= Beginning of Section =
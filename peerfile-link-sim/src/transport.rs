use super::config::LinkSimConfig;
use super::link::LinkSimPair;

// ---------------------------------------------------------------------------
// LinkSimTransport
// ---------------------------------------------------------------------------

/// In-process channel factory. Does not use real sockets.
///
/// Every call to [`LinkSimTransport::connected_pair`] creates an independent
/// link, so a test can simulate a dropped channel being replaced by a fresh
/// one simply by asking for another pair.
pub struct LinkSimTransport {
    // ---
    config: LinkSimConfig,
}

// ---

impl LinkSimTransport {
    // ---
    pub fn new(config: LinkSimConfig) -> Self {
        Self { config }
    }

    // ---

    /// Create a directly-connected channel pair.
    pub fn connected_pair(&self) -> LinkSimPair {
        LinkSimPair::new(&self.config)
    }
}
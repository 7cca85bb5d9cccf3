use std::fmt;

// ---

use serde::{Deserialize, Serialize};

// ---

use super::metadata::TransferMetadata;
use super::storage::ReceivedFile;

// ---------------------------------------------------------------------------
// TransferId
// ---------------------------------------------------------------------------

/// Opaque identifier tagging one transfer across channel instances.
///
/// Stable across reconnections; the multiplexer uses it to find the
/// receiver session a fresh channel belongs to.
#[derive(Debug, Clone, PartialEq, Eq, Hash, PartialOrd, Ord, Serialize, Deserialize)]
#[serde(transparent)]
pub struct TransferId(String);

// ---

impl TransferId {
    // ---
    pub fn new(id: impl Into<String>) -> Self {
        Self(id.into())
    }

    pub fn as_str(&self) -> &str {
        &self.0
    }
}

impl fmt::Display for TransferId {
    fn fmt(&self, f: &mut fmt::Formatter<'_>) -> fmt::Result {
        f.write_str(&self.0)
    }
}

impl From<&str> for TransferId {
    fn from(s: &str) -> Self {
        Self(s.to_owned())
    }
}

impl From<String> for TransferId {
    fn from(s: String) -> Self {
        Self(s)
    }
}

// ---------------------------------------------------------------------------
// TransferProgress
// ---------------------------------------------------------------------------

/// Progress snapshot for one side of a transfer.
#[derive(Debug, Clone, Copy, PartialEq)]
pub struct TransferProgress {
    // ---
    /// Bytes sent (sender) or received (receiver).
    pub bytes: u64,

    pub file_size: u64,

    /// `0.0 ..= 1.0`.  Exactly `1.0` only on completion.
    pub fraction: f64,
}

// ---

impl TransferProgress {
    // ---
    /// Percentage rounded to three decimals, e.g. `42.125`.
    pub fn percent(&self) -> f64 {
        (self.fraction * 100_000.0).round() / 1_000.0
    }
}

// ---------------------------------------------------------------------------
// Initiator
// ---------------------------------------------------------------------------

/// Which end asked for a pause, resume or cancel.
#[derive(Debug, Clone, Copy, PartialEq, Eq)]
pub enum Initiator {
    // ---
    /// This end, through its handle.
    Local,

    /// The other end, through a control frame.
    Peer,
}

// ---------------------------------------------------------------------------
// SenderEvent
// ---------------------------------------------------------------------------

/// Lifecycle notifications from a sender session.
#[derive(Debug, Clone, PartialEq)]
pub enum SenderEvent {
    // ---
    Progress(TransferProgress),

    Paused(Initiator),

    Resumed(Initiator),

    Cancelled(Initiator),

    /// `FILE_END` sent; every byte was handed to the channel.
    Done { bytes_sent: u64 },

    /// The session cannot continue (channel closed, source truncated).
    /// Resumption takes a new session on a new channel.
    Failed { offset: u64, reason: String },
}

// ---------------------------------------------------------------------------
// ReceiverEvent
// ---------------------------------------------------------------------------

/// Lifecycle notifications from a receiver session.
#[derive(Debug, Clone, PartialEq)]
pub enum ReceiverEvent {
    // ---
    /// `FILE_START` accepted.
    Started(TransferMetadata),

    Progress(TransferProgress),

    Paused(Initiator),

    Resumed(Initiator),

    Cancelled(Initiator),

    /// Every declared byte arrived and the sink was finalized.  Fires once.
    Done(ReceivedFile),

    /// `FILE_END` arrived before `file_size` bytes did.  The session stays
    /// incomplete.
    Incomplete { bytes_received: u64, file_size: u64 },

    /// The channel closed mid-transfer.  Progress is kept; the session waits
    /// for a replacement channel.
    Interrupted { bytes_received: u64, chunks_received: u64 },

    /// A replacement channel was attached.
    Reattached { chunks_received: u64 },

    /// The sink failed to store or finalize bytes.
    Failed { reason: String },
}

// ---------------------------------------------------------------------------
// Tests
// ---------------------------------------------------------------------------

#[cfg(test)]
mod tests {
    // ---
    use super::*;

    #[test]
    fn percent_rounds_to_three_decimals() {
        // ---
        let p = TransferProgress {
            bytes: 1,
            file_size: 3,
            fraction: 1.0 / 3.0,
        };
        assert_eq!(p.percent(), 33.333);
    }

    // ---

    #[test]
    fn transfer_id_serializes_as_plain_string() {
        // ---
        let id = TransferId::from("cat1");
        assert_eq!(serde_json::to_string(&id).unwrap(), "\"cat1\"");
        assert_eq!(id.to_string(), "cat1");
    }
}
//! Frame codec for the transfer channel.
//!
//! Every message exchanged on a transfer channel is exactly one frame:
//!
//! ```text
//! +--------+------------------------------+
//! | header | payload                      |
//! | 1 byte | 0..N bytes (may be empty)    |
//! +--------+------------------------------+
//! ```
//!
//! There is no length prefix.  The channel preserves message boundaries, so
//! one [`Frame::encode`] corresponds to exactly one [`Frame::decode`] on the
//! far side.

use bytes::{BufMut, Bytes, BytesMut};
use thiserror::Error;

// ---------------------------------------------------------------------------
// ControlHeader
// ---------------------------------------------------------------------------

/// Control code carried in byte 0 of every frame.
///
/// The numeric values are part of the wire format and must match on both
/// ends of the channel.
#[derive(Debug, Clone, Copy, PartialEq, Eq, Hash)]
#[repr(u8)]
pub enum ControlHeader {
    // ---
    /// Payload: JSON [`crate::TransferMetadata`].
    FileStart = 0,

    /// Payload: raw file bytes, at most `chunk_size`.
    FileChunk = 1,

    /// Payload: decimal text count of chunks the receiver has accepted.
    FileChunkAck = 2,

    /// Payload: empty.
    FileEnd = 3,

    /// Payload: empty.
    TransferPause = 4,

    /// Payload: decimal text count of chunks the requester already has.
    TransferResume = 5,

    /// Payload: empty.
    TransferCancel = 6,
}

// ---

impl ControlHeader {
    // ---
    pub fn as_u8(self) -> u8 {
        self as u8
    }
}

// ---

impl TryFrom<u8> for ControlHeader {
    // ---
    type Error = FrameError;

    fn try_from(value: u8) -> Result<Self, Self::Error> {
        // ---
        match value {
            0 => Ok(Self::FileStart),
            1 => Ok(Self::FileChunk),
            2 => Ok(Self::FileChunkAck),
            3 => Ok(Self::FileEnd),
            4 => Ok(Self::TransferPause),
            5 => Ok(Self::TransferResume),
            6 => Ok(Self::TransferCancel),
            other => Err(FrameError::UnknownHeader(other)),
        }
    }
}

// ---------------------------------------------------------------------------
// FrameError
// ---------------------------------------------------------------------------

#[derive(Debug, Clone, PartialEq, Eq, Error)]
pub enum FrameError {
    // ---
    #[error("empty message has no header byte")]
    Empty,

    #[error("unknown control header 0x{0:02X}")]
    UnknownHeader(u8),

    #[error("invalid count payload: {0:?}")]
    InvalidCount(String),
}

// ---------------------------------------------------------------------------
// Frame
// ---------------------------------------------------------------------------

/// One decoded channel message.
#[derive(Debug, Clone, PartialEq, Eq)]
pub struct Frame {
    // ---
    pub header: ControlHeader,

    /// Everything after byte 0.  Empty, never absent, for 1-byte messages.
    pub payload: Bytes,
}

// ---

impl Frame {
    // ---
    pub fn new(header: ControlHeader, payload: Bytes) -> Self {
        Self { header, payload }
    }

    // ---

    /// A frame with an empty payload (`FILE_END`, `TRANSFER_PAUSE`, ...).
    pub fn control(header: ControlHeader) -> Self {
        Self::new(header, Bytes::new())
    }

    // ---

    /// A frame whose payload is the decimal text form of `count`.
    ///
    /// Used by `TRANSFER_RESUME` and `FILE_CHUNK_ACK`.
    pub fn count_payload(header: ControlHeader, count: u64) -> Self {
        Self::new(header, Bytes::from(count.to_string()))
    }

    // ---

    /// Parse a decimal text count payload.
    pub fn parse_count(&self) -> Result<u64, FrameError> {
        // ---
        let text = std::str::from_utf8(&self.payload)
            .map_err(|_| FrameError::InvalidCount(format!("{:?}", &self.payload[..])))?;

        text.trim()
            .parse::<u64>()
            .map_err(|_| FrameError::InvalidCount(text.to_string()))
    }

    // ---

    /// Encode into one channel message: header byte followed by the payload.
    pub fn encode(&self) -> Bytes {
        // ---
        let mut buf = BytesMut::with_capacity(1 + self.payload.len());
        buf.put_u8(self.header.as_u8());
        buf.put_slice(&self.payload);
        buf.freeze()
    }

    // ---

    /// Decode one channel message.
    ///
    /// The payload is a zero-copy slice of `msg`.
    pub fn decode(msg: Bytes) -> Result<Self, FrameError> {
        // ---
        let first = *msg.first().ok_or(FrameError::Empty)?;
        let header = ControlHeader::try_from(first)?;
        Ok(Self {
            header,
            payload: msg.slice(1..),
        })
    }
}

// ---------------------------------------------------------------------------
// Tests
// ---------------------------------------------------------------------------
//! Session tuning and CLI configuration for `peerfile-agent`.
//!
//! Run modes:
//!   peerfile-agent receive [--bind 0.0.0.0:5100] [--out-dir ./received]
//!   peerfile-agent send --peer 192.168.1.2:5100 --file ./photo.jpg [--transfer-id cat1]
//!   peerfile-agent demo [--size 1000000] [--chunk-size 8192]

use std::net::SocketAddr;
use std::path::PathBuf;

// ---

use clap::{Parser, Subcommand};

// ---

use peerfile_domain::DEFAULT_CHUNK_SIZE;

// ---------------------------------------------------------------------------
// SenderConfig
// ---------------------------------------------------------------------------

/// Tuning for one sender session.
#[derive(Debug, Clone)]
pub struct SenderConfig {
    // ---
    /// Bytes per `FILE_CHUNK`.  Only used when the session starts from
    /// offset 0; a resumed session must reuse the size the receiver already
    /// recorded.
    pub chunk_size: u32,
}

impl Default for SenderConfig {
    fn default() -> Self {
        Self {
            chunk_size: DEFAULT_CHUNK_SIZE,
        }
    }
}

// ---------------------------------------------------------------------------
// ReceiverConfig
// ---------------------------------------------------------------------------

/// Tuning for one receiver session.
#[derive(Debug, Clone)]
pub struct ReceiverConfig {
    // ---
    /// Chunks held while locally paused.  Once full, the channel is not read
    /// again until resume, so the sender sees backpressure.
    pub max_parked_chunks: usize,

    /// Send `FILE_CHUNK_ACK` every `n` accepted chunks.  `None` disables acks.
    pub ack_interval_chunks: Option<u64>,

    /// Accept a second `FILE_START` and restart accumulation.  The
    /// multiplexer turns this on for the next start after a reattach.
    pub allow_restart: bool,
}

impl Default for ReceiverConfig {
    fn default() -> Self {
        // ---
        Self {
            max_parked_chunks: 32,
            ack_interval_chunks: None,
            allow_restart: false,
        }
    }
}

// ---------------------------------------------------------------------------
// Config
// ---------------------------------------------------------------------------

#[derive(Debug, Parser)]
#[command(name = "peerfile-agent", about = "Resumable peer-to-peer file transfer")]
pub struct Config {
    // ---
    #[command(subcommand)]
    pub mode: Mode,
}

// ---

#[derive(Debug, Subcommand)]
pub enum Mode {
    // ---
    /// Accept transfers over TCP and write completed files to a directory.
    Receive {
        // ---
        /// TCP address to listen on.
        #[arg(long, default_value = "0.0.0.0:5100")]
        bind: SocketAddr,

        /// Directory completed files are written to.  Created if missing.
        #[arg(long, default_value = "./received")]
        out_dir: PathBuf,

        /// Send `FILE_CHUNK_ACK` every N chunks.
        #[arg(long)]
        ack_every: Option<u64>,
    },

    /// Send one file to a receiving agent, reconnecting and resuming until
    /// the transfer completes.
    Send {
        // ---
        /// TCP address of the receiving agent.
        #[arg(long)]
        peer: SocketAddr,

        /// File to send.
        #[arg(long)]
        file: PathBuf,

        /// Identifier the receiver uses to find a partial transfer on
        /// reconnect.  Defaults to a random UUID.
        #[arg(long)]
        transfer_id: Option<String>,

        /// Bytes per chunk.
        #[arg(long, default_value_t = DEFAULT_CHUNK_SIZE)]
        chunk_size: u32,
    },

    /// Run a sender and a receiver in-process over a simulated link, with a
    /// pause/resume cycle and a dropped channel along the way.
    Demo {
        // ---
        /// Size of the generated payload in bytes.
        #[arg(long, default_value_t = 1_000_000)]
        size: u64,

        /// Bytes per chunk.
        #[arg(long, default_value_t = 8192)]
        chunk_size: u32,
    },
}

// ---------------------------------------------------------------------------
// Tests
// ---------------------------------------------------------------------------

#[cfg(test)]
mod tests {
    // ---
    use clap::Parser;

    use super::{Config, Mode};

    #[test]
    fn send_defaults_to_64k_chunks() {
        // ---
        let cfg = Config::parse_from([
            "peerfile-agent",
            "send",
            "--peer",
            "127.0.0.1:5100",
            "--file",
            "/tmp/x",
        ]);
        match cfg.mode {
            Mode::Send {
                chunk_size,
                transfer_id,
                ..
            } => {
                assert_eq!(chunk_size, 64 * 1024);
                assert!(transfer_id.is_none());
            }
            other => panic!("unexpected mode {other:?}"),
        }
    }

    // ---

    #[test]
    fn receive_parses_ack_interval() {
        // ---
        let cfg = Config::parse_from(["peerfile-agent", "receive", "--ack-every", "4"]);
        match cfg.mode {
            Mode::Receive { ack_every, .. } => assert_eq!(ack_every, Some(4)),
            other => panic!("unexpected mode {other:?}"),
        }
    }
}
= End of Section =
EXERCISE AIM => Your task is to restate, word for word, the lines from the beginning of the records to the line with "creates an independent", inclusive.

COMPLETED EXERCISE =>
filename peerfile-link-sim/src/transport.rs
use super::config::LinkSimConfig;
use super::link::LinkSimPair;

// ---------------------------------------------------------------------------
// LinkSimTransport
// ---------------------------------------------------------------------------

/// In-process channel factory. Does not use real sockets.
///
/// Every call to [`LinkSimTransport::connected_pair`] creates an independent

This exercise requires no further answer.